Fresco by Piero della Francesca

The Resurrection is a fresco painting by the Italian Renaissance master Piero della Francesca, painted in the 1460s in the Palazzo della Residenza in the town of Sansepolcro, Tuscany, Italy.

Piero was commissioned to paint the fresco for the Gothic-style Residenza, the communal meeting hall. This was used solely by Conservatori, the chief magistrates and governors, who, before starting their councils, would pray before the image. "The secular and spiritual meanings of the painting were always intimately intertwined." Placed high on the interior wall facing the entrance, the fresco includes an allusion to the name of the city (meaning "Holy Sepulchre"), derived from the presence of two relics of the Holy Sepulchre carried here by two pilgrims in the 9th century. Della Francesca's 'Christ' is also featured on the town's coat of arms.

==Composition==
Jesus is in the centre of the composition, portrayed in the moment of his resurrection, as suggested by the position of the leg on the parapet of his tomb, which Piero renders as a classical sarcophagus.
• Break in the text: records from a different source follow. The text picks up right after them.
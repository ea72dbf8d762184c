//! Repository interfaces for data persistence, with in-memory mocks for
//! testing. Concrete SQL implementations live in the infrastructure crate.

pub mod property;
pub mod rental_request;
pub mod user;

pub use property::{MockPropertyRepository, PropertyRepository};
pub use rental_request::{MockRentalRequestRepository, RentalRequestRepository};
pub use user::{MockUserRepository, UserRepository};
His stern, impassive figure, depicted in an iconic and abstract fixity (and described by Aldous Huxley as "athletic"), rises over four sleeping soldiers, representing the difference between the human and the divine spheres (or the death, defeated by Christ's light). His figure in the commune's council hall "both protects the judge and purifies the judged" according to Marilyn Aronberg Lavin. The landscape, immersed in the dawn light, has also a symbolic value: the contrast between the flourishing young trees on the right and the bare mature ones on the left alludes to the renovation of men through the Resurrection's light.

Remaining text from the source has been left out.